L’Olio dei Catecumeni.
Il terzo degli Oli santi è quello chiamato dei Catecumeni. Non è materia d’alcun Sacramento, ma è ugualmente d’istituzione apostolica, e serve nelle cerimonie del Battesimo per le unzioni che si fanno al Catecumeno sul petto e sulle spalle, prima dell’immersione o infusione dell’acqua. Si usa anche nell’ordinazione dei Sacerdoti, per ungere le mani, e nella consacrazione dei Re e delle Regine. Sono queste le nozioni che deve conoscere il fedele, per avere un’idea della funzione compiuta dal Vescovo nella Messa odierna, in cui, come canta S. Fortunato nell’Inno che daremo qui appresso, egli soddisfa al suo dovere operando la triplice benedizione che non può venire che da lui solo.

Il rito liturgico.
In tale circostanza la Chiesa fa pompa d’un apparato straordinario. Dodici Sacerdoti in pianeta e sette Diaconi e Suddiaconi, tutti rivestiti dei paramenti dei loro ordini, assistono alla funzione. Il Pontificale Romano spiega che i dodici Sacerdoti sono là presenti come testimoni e cooperatori del sacro Crisma. La Messa incomincia e si svolge secondo i riti propri di questo giorno; ma, prima d’intonare l’Orazione Domenicale, il Vescovo lascia incompiuta la preghiera del Canone che la precede e scende dall’altare.
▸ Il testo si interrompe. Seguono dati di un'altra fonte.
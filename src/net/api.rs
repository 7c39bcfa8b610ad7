//! Request/response API
//!
//! Routes:
//! - `GET  /api/health`
//! - `GET  /api/matches`
//! - `POST /api/match/create`
//! - `POST /api/match/join`
//! - `GET  /api/match/{session_id}`

use std::sync::Arc;

use axum::body::Bytes;
use axum::extract::{DefaultBodyLimit, FromRequest, Path, Request, State};
use axum::http::{header, Method, StatusCode};
use axum::response::{IntoResponse, Response};
use axum::routing::{get, post};
use axum::{Json, Router};
use chrono::Utc;
use serde_json::{json, Value};
use tokio::net::TcpListener;
use tower_http::cors::{Any, CorsLayer};
use tracing::{info, warn};
use uuid::Uuid;

use crate::game::state::SessionSnapshot;
use crate::lobby::directory::{DirectoryError, SessionDirectory};
use crate::net::protocol::{
    decode, sanitize_display_name, ErrorKind, JoinRequest, MatchRequest, MatchResponse,
    SessionInfo, ValidationError, WireError,
};

const MAX_BODY_BYTES: usize = 16 * 1024;

/// Settings the API needs beyond the directory
#[derive(Debug, Clone, PartialEq, Eq)]
pub struct ApiSettings {
    /// Base URL clients use for the join handshake, e.g. `https://host:4433`
    pub public_join_url: String,
}

#[derive(Clone)]
struct ApiState {
    directory: Arc<SessionDirectory>,
    settings: Arc<ApiSettings>,
}

/// Failures surfaced as `{"error": {kind, message}}`
#[derive(Debug)]
pub enum ApiError {
    Validation(ValidationError),
    /// The body could not be read at all (too large, bad encoding)
    Body(StatusCode, String),
    NotFound(String),
    Unavailable(DirectoryError),
}

impl IntoResponse for ApiError {
    fn into_response(self) -> Response {
        let (status, error) = match self {
            ApiError::Validation(e) => (StatusCode::BAD_REQUEST, WireError::from(&e)),
            ApiError::Body(status, message) => {
                (status, WireError::new(ErrorKind::ValidationError, message))
            }
            ApiError::NotFound(message) => {
                (StatusCode::NOT_FOUND, WireError::new(ErrorKind::NotFound, message))
            }
            ApiError::Unavailable(e) => (
                StatusCode::SERVICE_UNAVAILABLE,
                WireError::new(ErrorKind::Busy, e.to_string()),
            ),
        };
        (status, Json(json!({ "error": error }))).into_response()
    }
}

impl From<ValidationError> for ApiError {
    fn from(e: ValidationError) -> Self {
        ApiError::Validation(e)
    }
}

/// Match request body. An empty body means all defaults.
struct MatchBody(MatchRequest);

impl<S: Send + Sync> FromRequest<S> for MatchBody {
    type Rejection = ApiError;

    async fn from_request(req: Request, state: &S) -> Result<Self, Self::Rejection> {
        let body = Bytes::from_request(req, state)
            .await
            .map_err(|e| ApiError::Body(e.status(), e.body_text()))?;

        if body.iter().all(u8::is_ascii_whitespace) {
            return Ok(MatchBody(MatchRequest::default()));
        }
        Ok(MatchBody(decode(&body)?))
    }
}

/// Build the API router
pub fn router(directory: Arc<SessionDirectory>, settings: ApiSettings) -> Router {
    let cors = CorsLayer::new()
        .allow_origin(Any)
        .allow_methods([Method::GET, Method::POST, Method::OPTIONS])
        .allow_headers([header::CONTENT_TYPE]);

    Router::new()
        .route("/api/health", get(health))
        .route("/api/matches", get(list_matches))
        .route("/api/match/create", post(create_match))
        .route("/api/match/join", post(join_match))
        .route("/api/match/{session_id}", get(match_detail))
        .fallback(no_such_route)
        .layer(DefaultBodyLimit::max(MAX_BODY_BYTES))
        .layer(cors)
        .with_state(ApiState {
            directory,
            settings: Arc::new(settings),
        })
}

async fn health(State(state): State<ApiState>) -> Json<Value> {
    Json(json!({
        "status": "healthy",
        "timestamp": Utc::now(),
        "sessions": state.directory.len(),
    }))
}

async fn list_matches(State(state): State<ApiState>) -> Json<Vec<SessionInfo>> {
    Json(state.directory.list())
}

async fn create_match(
    State(state): State<ApiState>,
    MatchBody(request): MatchBody,
) -> Result<(StatusCode, Json<MatchResponse>), ApiError> {
    let response = allocate(
        &state,
        request,
        false,
        "Session created. Connect to the join endpoint to play.",
    )?;
    Ok((StatusCode::CREATED, Json(response)))
}

async fn join_match(
    State(state): State<ApiState>,
    MatchBody(request): MatchBody,
) -> Result<Json<MatchResponse>, ApiError> {
    let response = allocate(
        &state,
        request,
        true,
        "Session found. Connect to the join endpoint to play.",
    )?;
    Ok(Json(response))
}

async fn match_detail(
    State(state): State<ApiState>,
    Path(raw): Path<String>,
) -> Result<Json<SessionSnapshot>, ApiError> {
    let id = Uuid::parse_str(&raw).map_err(|_| ValidationError::InvalidParameter {
        name: "session_id",
        value: raw.clone(),
    })?;
    state
        .directory
        .detail(id)
        .map(Json)
        .ok_or_else(|| ApiError::NotFound(format!("session {} not found", id)))
}

async fn no_such_route() -> ApiError {
    ApiError::NotFound("no such route".to_string())
}

/// Create or find a session and mint a participant id for the caller
fn allocate(
    state: &ApiState,
    request: MatchRequest,
    find_existing: bool,
    message: &str,
) -> Result<MatchResponse, ApiError> {
    let name = sanitize_display_name(&request.participant_name)?;

    let target = request.target.unwrap_or(0);
    let allocated = if find_existing {
        state.directory.find_or_create(target)
    } else {
        state.directory.create_new(target)
    };
    let handle = allocated.map_err(|e| {
        warn!("Session allocation failed: {}", e);
        ApiError::Unavailable(e)
    })?;

    let join = JoinRequest {
        session_id: handle.id(),
        participant_id: Uuid::new_v4(),
        name,
    };
    info!(
        session_id = %join.session_id,
        participant_id = %join.participant_id,
        "Allocated session for {}", join.name
    );

    Ok(MatchResponse {
        session_id: join.session_id,
        participant_id: join.participant_id,
        join_endpoint: format!(
            "{}{}",
            state.settings.public_join_url.trim_end_matches('/'),
            join.to_path()
        ),
        message: message.to_string(),
        created_at: Utc::now(),
    })
}

/// Start the API HTTP server
pub async fn start_api_server(
    directory: Arc<SessionDirectory>,
    settings: ApiSettings,
    port: u16,
) -> anyhow::Result<()> {
    let addr = format!("0.0.0.0:{}", port);
    let listener = TcpListener::bind(&addr).await?;

    info!("API server listening on http://{}/api", addr);
    axum::serve(listener, router(directory, settings)).await?;
    Ok(())
}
Si reca al trono per lui preparato, vicino alla piccola mensa dove si porta l’ampolla piena d’olio che benedirà per l’uso dei moribondi, e prelude a tale benedizione pronunciando parole di esorcismo sopra questo olio, per allontanare l’influsso degli spiriti maligni che, nel loro odio verso gli uomini, non cessano d’infettare gli elementi della natura; poi lo benedice con le parole:
Manda dall’alto dei cieli, te ne preghiamo, o Signore, il tuo Spirito Santo Paraclito in questo ricco prodotto dell’ulivo, che ti degnasti trarre da una pianta a vantaggio dell’anima e del corpo, e in virtù della santa tua benedizione, a chiunque sarà unto con l’unguento di questa celeste medicina, esso sia rimedio spirituale dell’anima e del corpo, atto a fugare ogni dolore e infermità e malattia dello spirito e del corpo, tu che con esso volesti unti i Sacerdoti, i Re, i Profeti , e i Martiri; questo Crisma tuo da te fatto e per noi benedetto, resti sempre, o Signore, col suo effetto nell’anima nostra. Nel nome del Signore nostro Gesù Cristo.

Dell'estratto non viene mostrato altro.